Obviously, this is a fictitious rendering. It is, in a word, unbelievable. But for 350 orange-robed Hindu monks and determined devotees on the Kanyakumari beachhead at India's southernmost point, it is fact. It is May 1st, 1988. As a bloated, rising sun casts a gold-orange veil on the Vivekananda Memorial in the distant Cape Comorin waters, some of the swamis wonder what Swami Vivekananda would have done in their stead. Some sit cross-legged, a scrubby beard, and stubble on their shaven head, indrawn, contemplating their mission or some recessed state of God-joy. Others are pensive, furrows of righteous indignation moving over their faces as they speak animatedly. A younger group, sunglasses pushed up the nose to fend off India's summer sun, are anxious to march. Thirty days of ozone-thin solar rays, hot winds and applauding, chanting crowds await them.

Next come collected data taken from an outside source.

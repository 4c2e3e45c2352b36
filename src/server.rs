use std::sync::Arc;

use tokio::net::TcpListener;
use tokio_util::sync::CancellationToken;

use crate::api;
use crate::backend::{self, ExecutionBackend};
use crate::config::ServerConfig;
use crate::error::Result;
use crate::scheduler::Dispatcher;

/// Process-level wiring of the HTTP surface and the dispatcher.
pub struct Server {
    config: ServerConfig,
    dispatcher: Dispatcher,
    shutdown: CancellationToken,
}

impl Server {
    /// Build the configured backend and a dispatcher bound to `shutdown`.
    pub async fn new(config: ServerConfig, shutdown: CancellationToken) -> Result<Self> {
        let backend = backend::from_config(&config.backend).await?;
        Self::with_backend(config, backend, shutdown)
    }

    pub fn with_backend(
        config: ServerConfig,
        backend: Arc<dyn ExecutionBackend>,
        shutdown: CancellationToken,
    ) -> Result<Self> {
        let dispatcher = Dispatcher::new(config.dispatcher.clone(), backend, shutdown.clone())?;
        Ok(Self {
            config,
            dispatcher,
            shutdown,
        })
    }

    pub fn dispatcher(&self) -> &Dispatcher {
        &self.dispatcher
    }

    /// Bind the configured address and serve until shutdown.
    pub async fn run(self) -> Result<()> {
        let listener = TcpListener::bind(self.config.listen_addr).await?;
        self.serve(listener).await
    }

    /// Serve on an already bound listener.
    ///
    /// 1. Starts the dispatcher's control loop
    /// 2. Serves HTTP until the shutdown token is cancelled
    /// 3. Waits for open HTTP connections and in-flight jobs to drain, bounded
    ///    by `shutdown_timeout`
    ///
    /// Hitting the deadline is logged and the HTTP server is forced closed;
    /// it is not an error.
    ///
    /// # Errors
    ///
    /// Returns an error if the dispatcher cannot start or the HTTP server fails.
    pub async fn serve(self, listener: TcpListener) -> Result<()> {
        let addr = listener.local_addr()?;
        let _dispatcher_task = self.dispatcher.start()?;

        let app = api::router(self.dispatcher.clone());
        let http_shutdown = self.shutdown.clone();
        let mut http = tokio::spawn(async move {
            axum::serve(listener, app)
                .with_graceful_shutdown(http_shutdown.cancelled_owned())
                .await
        });

        tracing::info!(
            addr = %addr,
            max_concurrency = self.config.dispatcher.max_concurrency,
            "Server started"
        );

        let mut http_error = None;
        let http_finished = tokio::select! {
            _ = self.shutdown.cancelled() => false,
            result = &mut http => {
                match result {
                    Ok(Ok(())) => tracing::warn!("HTTP server exited before shutdown was requested"),
                    Ok(Err(e)) => {
                        tracing::error!(error = %e, "HTTP server failed");
                        http_error = Some(e);
                    }
                    Err(e) => tracing::error!(error = %e, "HTTP server task failed"),
                }
                self.shutdown.cancel();
                true
            }
        };

        tracing::info!(timeout = ?self.config.shutdown_timeout, "Shutting down server");

        let dispatcher = self.dispatcher.clone();
        let drained = tokio::time::timeout(self.config.shutdown_timeout, async {
            if !http_finished {
                match (&mut http).await {
                    Ok(Ok(())) => tracing::info!("HTTP server gracefully stopped"),
                    Ok(Err(e)) => tracing::error!(error = %e, "HTTP server shutdown failed"),
                    Err(e) => tracing::error!(error = %e, "HTTP server task failed"),
                }
            }
            dispatcher.wait_stopped().await;
            tracing::info!("Job dispatcher gracefully stopped");
        })
        .await;

        if drained.is_err() {
            let running = dispatcher.stats().await.running;
            tracing::error!(
                timeout = ?self.config.shutdown_timeout,
                running = running,
                "Graceful shutdown timed out, forcing close"
            );
            http.abort();
        }

        match http_error {
            Some(e) => Err(e.into()),
            None => Ok(()),
        }
    }
}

They are walking to Madras, a sannyas protest march 700 miles long, timed to arrive at the Tamil Nadu Governor's office on May 31st. Inside the air-conditioned office, a petition with tens of thousands Hindu signatures will be presented. The padayatra (pilgrimage) is the latest maneuver engineered by the Vishva Hindu Parishad (Universal Hindu Assembly) to leverage government control of Hindu temples into private, autonomous governing boards.

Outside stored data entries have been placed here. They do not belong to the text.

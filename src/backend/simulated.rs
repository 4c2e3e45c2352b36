use std::collections::HashSet;
use std::time::Duration;

use async_trait::async_trait;
use tokio::sync::Mutex;

use crate::backend::{BackendError, ExecutionBackend};
use crate::scheduler::job::JobRecord;

/// Pretends to be a cluster: waits a fixed delay per submission and remembers
/// which `(namespace, name)` pairs exist, refusing duplicates like a real API
/// server would.
#[derive(Debug)]
pub struct SimulatedBackend {
    delay: Duration,
    created: Mutex<HashSet<(String, String)>>,
}

impl SimulatedBackend {
    pub fn new(delay: Duration) -> Self {
        Self {
            delay,
            created: Mutex::new(HashSet::new()),
        }
    }

    /// Names of jobs created so far, sorted.
    pub async fn created_jobs(&self) -> Vec<String> {
        let created = self.created.lock().await;
        let mut names: Vec<String> = created.iter().map(|(_, name)| name.clone()).collect();
        names.sort();
        names
    }
}

#[async_trait]
impl ExecutionBackend for SimulatedBackend {
    fn name(&self) -> &'static str {
        "simulated"
    }

    async fn submit(&self, job: &JobRecord) -> Result<(), BackendError> {
        tracing::debug!(job = %job.name, delay = ?self.delay, "Simulating job creation delay");
        tokio::time::sleep(self.delay).await;

        let key = (job.effective_namespace().to_string(), job.name.clone());
        let mut created = self.created.lock().await;
        if !created.insert(key) {
            return Err(BackendError::AlreadyExists(format!(
                "jobs.batch \"{}\" already exists in namespace {}",
                job.name,
                job.effective_namespace()
            )));
        }
        Ok(())
    }
}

Swami Sundaranatha of the Tiruvavadhuthurai Saiva Monastery distills the gathered monk's feelings, "Our ancestors built huge temples all over the land and now we, their so called descendents, aren't even able to light lamps inside these magnificent temples. They are in a pathetic condition due to mal-administration by selfish and atheistic politicians. It is time we free our holy temples from the clutches of such elements."

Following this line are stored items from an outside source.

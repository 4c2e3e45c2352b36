pub mod api;
pub mod backend;
pub mod config;
pub mod error;
pub mod scheduler;
pub mod server;
pub mod shutdown;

In India, state governments do control the monetary, administrative and succession policies of many Hindu temples. For Tamil Nadu, South India – studded by 32,215 historic temples scattered across Middle-Eastern-type landscape – the legislated takeover began in 1951 and was consummated in 1959, coincidentally the year Chinese communist, forces annexed Tibet. The agency's name is Hindu Religious and Charitable Endowments (HRCE) and it keeps tab on an annual temple income of U.S. $10 million. Islamic and Christian institutions are autonomously administrated – left alone by the government.

For most of the past 29 years, the temples and many Hindu monasteries associated with them have been oversighted and controlled by politicians, atheistic and opportunistic in spirit and some with socialist coloring. There have been bright exceptions, Hindu appointees who take the stewardship of ancient, sacred precincts and property more seriously than their own careers.

But overall their efforts have been like butterfly wings against a slag pile. The temples look unkempt, a dishevelled, greasy shadow of their former towering elegance. Priests are underpaid to the point of malnutrition, valuable icons are routinely stolen, embezzlement is frequent. Sacred granite halls painstakingly assembled and sculpted by craftsmen ten centuries ago are converted into government warehouses, gunnysacks piled to the ceilings where once musicians, dancers and scholars celebrated the Deity's presence. Mismanagement of the endowment lands for the temples has led to phenomenal revenue shortages. And at one estimate over 31,000 smaller, less prestigious and popular temples receive very little of the financial pie. The final blow came when the government began siphoning off temple funds to sponsor social welfare programs.

One Hindu industrialist interviewed in the Madras-based Aside magazine explained the economic illusion, "The average temple has probably an income of Rs. 30,000 per month. The government takes 20,000 for its social programs, leaving just Rs 10,000 for the temple. The temple officers, priests and servants have to be paid from this amount. With what is left, the temple has to conduct daily worship, as well as the festival pujas that happen frequently. The result is that there is no longer enough money to conduct worship in the way it used to be conducted before. Temples need a kumbhabhishekam every twelve years to maintain the sanctity and energy source of the temple through special pujas and mantras. But these days hardly any temple has the funds to carry out the kumbhabhishekam."

Three years ago, in what seemed a sincere attempt to repair government policy, a Rs 6.5 million interest-bearing fund was created by HRCE to help maintain impoverished temples. But a quick analysis shows the program is far too little, too late. Thirteen hundred temples receive benefits-that is Rs 5,000 each from the deposit fund. The interest is about Rs 750 a year. That works out to Rs 65 a month, Rs 2 a day – a sum that wouldn't buy one person a decent meal.

One of the most unsettling facets of the HRCE laws is that the government has a muscular voice and arm in choosing the successor to the abbot position of Hindu monasteries. This is like the Italian congress choosing the next Roman Catholic pope. Many of the monasteries have endowment agricultural lands gifted by ancient royal decrees. And as the abbot's seat is as much an administrative as spiritual one, the government is very interested in who has the checkbook for large pools of monastery funds. This has stoked the ecclesiastical ire to red hot over the years.

The sannyas community has been sailing deeper into political waters over the past five years. The result has been a more vociferous call for mixing politics and religion among swamis, even at major Hindu conferences in Singapore and Kathmandu, Nepal. The swami-maneuvering for a Hindu vote bank to elect Hindu leaders pledged to Hindu interests is gaining momentum again after repeated failures to actually manifest wins. The march is the latest show of orange angst, and one way they see to regain religious autonomy in India.